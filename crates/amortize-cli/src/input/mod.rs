use log::debug;
use serde::de::DeserializeOwned;
use std::fs;
use std::io::{self, Read};
use std::path::{Path, PathBuf};

/// Read a JSON file and deserialise into a typed struct.
pub fn read_json<T: DeserializeOwned>(path: &str) -> Result<T, Box<dyn std::error::Error>> {
    let resolved = resolve_path(path)?;
    debug!("loading {}", resolved.display());

    let contents = fs::read_to_string(&resolved)
        .map_err(|e| format!("Failed to read '{}': {}", resolved.display(), e))?;
    let value: T = serde_json::from_str(&contents)
        .map_err(|e| format!("Failed to parse '{}': {}", resolved.display(), e))?;
    Ok(value)
}

/// Deserialise JSON piped on stdin.
/// Returns None if stdin is a TTY (interactive) or carries no data.
pub fn read_stdin<T: DeserializeOwned>() -> Result<Option<T>, Box<dyn std::error::Error>> {
    if atty::is(atty::Stream::Stdin) {
        return Ok(None);
    }

    let mut buffer = String::new();
    io::stdin().read_to_string(&mut buffer)?;

    let trimmed = buffer.trim();
    if trimmed.is_empty() {
        debug!("stdin is empty, falling back to flags");
        return Ok(None);
    }

    let value: T = serde_json::from_str(trimmed)
        .map_err(|e| format!("Failed to parse stdin: {}", e))?;
    Ok(Some(value))
}

/// Resolve the path against the working directory and require a regular file.
fn resolve_path(path: &str) -> Result<PathBuf, Box<dyn std::error::Error>> {
    let p = Path::new(path);
    let resolved = if p.is_absolute() {
        p.to_path_buf()
    } else {
        std::env::current_dir()?.join(p)
    };

    if !resolved.exists() {
        return Err(format!("File not found: {}", resolved.display()).into());
    }

    if !resolved.is_file() {
        return Err(format!("Not a file: {}", resolved.display()).into());
    }

    Ok(resolved)
}
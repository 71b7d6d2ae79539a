use std::path::PathBuf;
use std::sync::Arc;
use std::time::{Duration, Instant};

use futures::StreamExt;
use futures::future::join_all;
use futures::stream;
use serde::Serialize;
use tokio::sync::Semaphore;
use tracing::{debug, info, warn};

use crate::checkpoint::{CheckpointId, CheckpointManager};
use crate::config::ResolvedConfig;
use crate::domain::{CaseId, FileId, ProjectId, ProjectSummary, WorkUnit};
use crate::download::Downloader;
use crate::error::KiraError;
use crate::gdc::DiscoveryClient;
use crate::index::VectorIndex;
use crate::reducer::{CountReducer, GeneCounts};
use crate::retry::RetryPolicy;
use crate::store::Store;

#[derive(Debug, Clone)]
pub struct ProgressEvent {
    pub message: String,
    pub elapsed: Option<Duration>,
}

pub trait ProgressSink: Send + Sync {
    fn event(&self, event: ProgressEvent);
}

#[derive(Debug, Clone)]
pub struct PipelineSettings {
    pub min_cases: u64,
    pub case_concurrency: usize,
    pub case_delay: Duration,
    pub download_timeout: Duration,
    pub max_concurrent_projects: usize,
    pub reduce_workers: usize,
    pub checkpoint_interval: usize,
    pub checkpoint_keep: usize,
    pub skip_indexed_cases: bool,
    pub retry: RetryPolicy,
    pub reducer: CountReducer,
}

impl PipelineSettings {
    pub fn from_config(config: &ResolvedConfig) -> Self {
        Self {
            min_cases: config.min_cases,
            case_concurrency: config.case_concurrency,
            case_delay: config.case_delay,
            download_timeout: config.download_timeout,
            max_concurrent_projects: config.max_concurrent_projects,
            reduce_workers: config.reduce_workers,
            checkpoint_interval: config.checkpoint_interval,
            checkpoint_keep: config.checkpoint_keep,
            skip_indexed_cases: config.skip_indexed_cases,
            retry: RetryPolicy::new(config.retry_attempts, config.retry_base_delay),
            reducer: CountReducer::new(config.chunk_rows, config.count_column.clone()),
        }
    }
}

impl Default for PipelineSettings {
    fn default() -> Self {
        Self::from_config(&ResolvedConfig::default())
    }
}

#[derive(Debug, Clone, Serialize)]
pub struct CaseOutcome {
    pub project_id: ProjectId,
    pub case_id: CaseId,
    pub file_id: FileId,
    pub row: usize,
    pub genes: usize,
}

#[derive(Debug, Clone, Serialize)]
pub struct RunReport {
    pub processed: Vec<CaseOutcome>,
    pub index_size: usize,
    pub restored_from: Option<CheckpointId>,
    pub checkpoint: Option<CheckpointId>,
}

pub struct Pipeline<D: DiscoveryClient, F: Downloader> {
    discovery: D,
    downloader: F,
    store: Store,
    settings: PipelineSettings,
    checkpoints: Arc<CheckpointManager>,
    index: Arc<VectorIndex>,
    restored_from: Option<CheckpointId>,
    reduce_slots: Semaphore,
}

impl<D: DiscoveryClient, F: Downloader> Pipeline<D, F> {
    pub fn open(discovery: D, downloader: F, store: Store, settings: PipelineSettings) -> Self {
        let checkpoints = Arc::new(CheckpointManager::new(
            store.checkpoint_dir(),
            settings.checkpoint_keep,
        ));
        let (snapshot, restored_from) = match checkpoints.load_latest() {
            Some(loaded) => {
                info!(checkpoint = %loaded.id, rows = loaded.snapshot.rows(), "resuming from checkpoint");
                (loaded.snapshot, Some(loaded.id))
            }
            None => {
                info!("no checkpoint found, starting fresh");
                (Default::default(), None)
            }
        };
        let index = Arc::new(
            VectorIndex::from_snapshot(snapshot)
                .with_checkpoints(Arc::clone(&checkpoints), settings.checkpoint_interval),
        );
        let reduce_slots = Semaphore::new(settings.reduce_workers.max(1));
        Self {
            discovery,
            downloader,
            store,
            settings,
            checkpoints,
            index,
            restored_from,
            reduce_slots,
        }
    }

    pub fn index(&self) -> Arc<VectorIndex> {
        Arc::clone(&self.index)
    }

    pub fn checkpoints(&self) -> &CheckpointManager {
        &self.checkpoints
    }

    pub fn restored_from(&self) -> Option<&CheckpointId> {
        self.restored_from.as_ref()
    }

    pub async fn run(&self, sink: &dyn ProgressSink) -> Result<RunReport, KiraError> {
        let start = Instant::now();
        if let Err(err) = self.store.ensure_layout() {
            warn!(error = %err, "cannot prepare data root");
        }

        let outcome = self
            .settings
            .retry
            .run(|attempt| self.run_once(attempt, sink))
            .await;

        let checkpoint = match self.final_checkpoint().await {
            Ok(id) => id,
            Err(err) => {
                warn!(error = %err, "final checkpoint failed");
                None
            }
        };
        sink.event(ProgressEvent {
            message: format!("phase=Done; index_size={}", self.index.size()),
            elapsed: Some(start.elapsed()),
        });

        let processed = outcome?;
        Ok(RunReport {
            processed,
            index_size: self.index.size(),
            restored_from: self.restored_from.clone(),
            checkpoint,
        })
    }

    pub async fn discover(&self) -> Result<Vec<ProjectSummary>, KiraError> {
        let projects = self.discovery.list_projects().await?;
        let total = projects.len();
        let eligible: Vec<_> = projects
            .into_iter()
            .filter(|project| {
                let keep = project.meets_threshold(self.settings.min_cases);
                if !keep {
                    debug!(
                        project_id = %project.project_id,
                        case_count = ?project.case_count,
                        "project below case threshold"
                    );
                }
                keep
            })
            .collect();
        info!(total, eligible = eligible.len(), "projects discovered");
        Ok(eligible)
    }

    async fn run_once(
        &self,
        attempt: u32,
        sink: &dyn ProgressSink,
    ) -> Result<Vec<CaseOutcome>, KiraError> {
        sink.event(ProgressEvent {
            message: format!("phase=Discover; attempt {attempt}"),
            elapsed: None,
        });
        let projects = self.discover().await?;
        let results: Vec<Vec<CaseOutcome>> = stream::iter(projects)
            .map(|project| self.process_project(project.project_id, sink))
            .buffer_unordered(self.settings.max_concurrent_projects.max(1))
            .collect()
            .await;
        Ok(results.into_iter().flatten().collect())
    }

    async fn process_project(
        &self,
        project_id: ProjectId,
        sink: &dyn ProgressSink,
    ) -> Vec<CaseOutcome> {
        let cases = match self.discovery.list_cases(&project_id).await {
            Ok(cases) => cases,
            Err(err) => {
                warn!(project_id = %project_id, error = %err, "cannot list cases");
                return Vec::new();
            }
        };
        sink.event(ProgressEvent {
            message: format!("phase=Project; {project_id} cases={}", cases.len()),
            elapsed: None,
        });

        // FIFO permits keep discovery order when only one case runs at a time.
        let limiter = Semaphore::new(self.settings.case_concurrency.max(1));
        let tasks = cases.into_iter().map(|case| {
            let limiter = &limiter;
            let project_id = &project_id;
            async move {
                let _permit = limiter.acquire().await.ok()?;
                tokio::time::sleep(self.settings.case_delay).await;
                self.process_case(project_id, case.case_id, sink).await
            }
        });
        let processed: Vec<_> = join_all(tasks).await.into_iter().flatten().collect();
        info!(project_id = %project_id, processed = processed.len(), "project finished");
        processed
    }

    async fn process_case(
        &self,
        project_id: &ProjectId,
        case_id: CaseId,
        sink: &dyn ProgressSink,
    ) -> Option<CaseOutcome> {
        let start = Instant::now();
        match self.try_process_case(project_id, case_id.clone()).await {
            Ok(Some(outcome)) => {
                sink.event(ProgressEvent {
                    message: format!("phase=Index; {} row={}", outcome.case_id, outcome.row),
                    elapsed: Some(start.elapsed()),
                });
                Some(outcome)
            }
            Ok(None) => None,
            Err(err) => {
                warn!(project_id = %project_id, case_id = %case_id, error = %err, "case failed");
                None
            }
        }
    }

    async fn try_process_case(
        &self,
        project_id: &ProjectId,
        case_id: CaseId,
    ) -> Result<Option<CaseOutcome>, KiraError> {
        if self.settings.skip_indexed_cases && self.indexed(&case_id).await? {
            debug!(case_id = %case_id, "already indexed, skipping");
            return Ok(None);
        }
        let file = self
            .discovery
            .resolve_file(&case_id)
            .await?
            .ok_or_else(|| KiraError::NoFileForCase(case_id.to_string()))?;
        let unit = WorkUnit {
            project_id: project_id.clone(),
            case_id,
            file,
        };

        // Removed on drop, so every exit path below cleans up.
        let scratch = self.store.case_scratch(&unit.case_id)?;
        let path = scratch.path().join(unit.file.local_name());
        let bytes = self.download(&unit.file.file_id, path.clone()).await?;
        debug!(case_id = %unit.case_id, bytes, "downloaded");

        let counts = self.reduce(path).await?;
        let genes = counts.len();
        let row = self.append(unit.case_id.clone(), counts).await?;

        if let Err(err) = scratch.close() {
            warn!(case_id = %unit.case_id, error = %err, "cannot remove scratch directory");
        }
        Ok(Some(CaseOutcome {
            project_id: unit.project_id,
            case_id: unit.case_id,
            file_id: unit.file.file_id,
            row,
            genes,
        }))
    }

    async fn download(&self, file_id: &FileId, path: PathBuf) -> Result<u64, KiraError> {
        let limit = self.settings.download_timeout;
        match tokio::time::timeout(limit, self.downloader.fetch(file_id, &path)).await {
            Ok(result) => result,
            Err(_) => Err(KiraError::Timeout {
                file_id: file_id.to_string(),
                secs: limit.as_secs(),
            }),
        }
    }

    async fn reduce(&self, path: PathBuf) -> Result<GeneCounts, KiraError> {
        let _slot = self
            .reduce_slots
            .acquire()
            .await
            .map_err(|err| KiraError::Worker(err.to_string()))?;
        let reducer = self.settings.reducer.clone();
        tokio::task::spawn_blocking(move || reducer.reduce(&path))
            .await
            .map_err(|err| KiraError::Worker(err.to_string()))?
    }

    async fn indexed(&self, case_id: &CaseId) -> Result<bool, KiraError> {
        let index = Arc::clone(&self.index);
        let case_id = case_id.clone();
        tokio::task::spawn_blocking(move || index.contains(&case_id))
            .await
            .map_err(|err| KiraError::Worker(err.to_string()))
    }

    // add may hold the index lock through an interval checkpoint; touch it only from the
    // blocking pool.
    async fn append(&self, case_id: CaseId, counts: GeneCounts) -> Result<usize, KiraError> {
        let index = Arc::clone(&self.index);
        tokio::task::spawn_blocking(move || -> Result<usize, KiraError> {
            let space = match index.feature_space() {
                Some(space) => space,
                None => index.establish_feature_space(counts.feature_space())?,
            };
            let vector = counts.align(&space);
            drop(counts);
            index.add(case_id, vector)
        })
        .await
        .map_err(|err| KiraError::Worker(err.to_string()))?
    }

    async fn final_checkpoint(&self) -> Result<Option<CheckpointId>, KiraError> {
        let index = Arc::clone(&self.index);
        tokio::task::spawn_blocking(move || index.checkpoint())
            .await
            .map_err(|err| KiraError::Worker(err.to_string()))?
    }
}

Brief =
Wherever a line in the entries above holds "RetryPolicy", copy that line.

Exercise answer =
use crate::retry::RetryPolicy;
    pub retry: RetryPolicy,
            retry: RetryPolicy::new(config.retry_attempts, config.retry_base_delay),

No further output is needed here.